Os muros da quinta dos teus avós maternos caíram há três invernos e nós ficamos a ver pela janela, como se o mundo desabasse, como se o mundo estivesse a acabar. Não acabou, e eu fiquei a ouvir-te em murmúrios com os teus avós pela porta, a família dos outros é sempre dos outros, nunca a nossa. Nunca gostaram muito de mim, os teus avós. Eu também não gostei muito deles, mas de ti o meu coração sempre teve cheio. Uma dor imensa a de amar de verdade, porque os outros, nunca são nossos. Tu nunca foste meu, apesar de as minhas tentativas, dos fins de tarde e dos teus e-mails quando estiveste a viver em Madrid. Tu sempre me empurraste, te sentaste longe no sofá, e eu apanhei os teus hábitos e no fim, não havia nada mais que um espaço entre nós que os outros olhavam, e por fim, um ou outro ocuparam.

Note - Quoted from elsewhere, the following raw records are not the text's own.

use thiserror::Error;

/// An illegal configuration passed to a table constructor.
#[derive(Debug, Clone, Copy, PartialEq, Error)]
pub enum InvalidArgument {
    /// The requested capacity was zero.
    #[error("illegal capacity: {0}")]
    Capacity(usize),

    /// The load factor was not a finite, positive number.
    #[error("illegal load factor: {0}")]
    LoadFactor(f64),

    /// The linear probing stride was zero.
    #[error("illegal linear probing constant: {0}")]
    LinearConstant(usize),
}

// Checks that a load factor lies in `(0, inf)`.
pub(crate) fn check_load_factor(load_factor: f64) -> Result<f64, InvalidArgument> {
    if load_factor.is_finite() && load_factor > 0.0 {
        Ok(load_factor)
    } else {
        Err(InvalidArgument::LoadFactor(load_factor))
    }
}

Havia dias que me ignoravas. Que a minha existência era mais uma companhia que alguém de verdade e eu deixava, eu deixei. Os outros olhavam-me, os mais chegados às vezes:
- Merecias melhor, não?
Mas eu a achar que era feitio teu, que era culpa minha.
Os muros da quinta dos teus avós maternos caíram há três invernos, a água e a lama entraram na piscina, derrubaram a mesa onde almoçávamos e destruíram as vinhas. E nós ficamos a ver pela janela. Como se o mundo fosse acabar. Eu dei-te a mão, e a tua mão estava fria na minha.
Os outros nunca são nossos. E eu descobri uma maldade dentro de ti que tu te orgulhas, eu encontrei uma maldade dentro de ti que abriu fendas entre nós. Os outros nunca gostam de ser nossos. Tu nunca aprendeste que não há outra cura para além de ser de alguém. Esta é a minha carta de despedida, despedir-me das vezes que me fizeste rir, que me entendeste, dos fins de tarde com um cigarro nos dedos, e dos dias de sol na quinta dos teus avós. Despedir-me dos dias em que me viraste a cara, que te sentavas na outra ponta do sofá ou que arrancavas com o carro cedo de mais.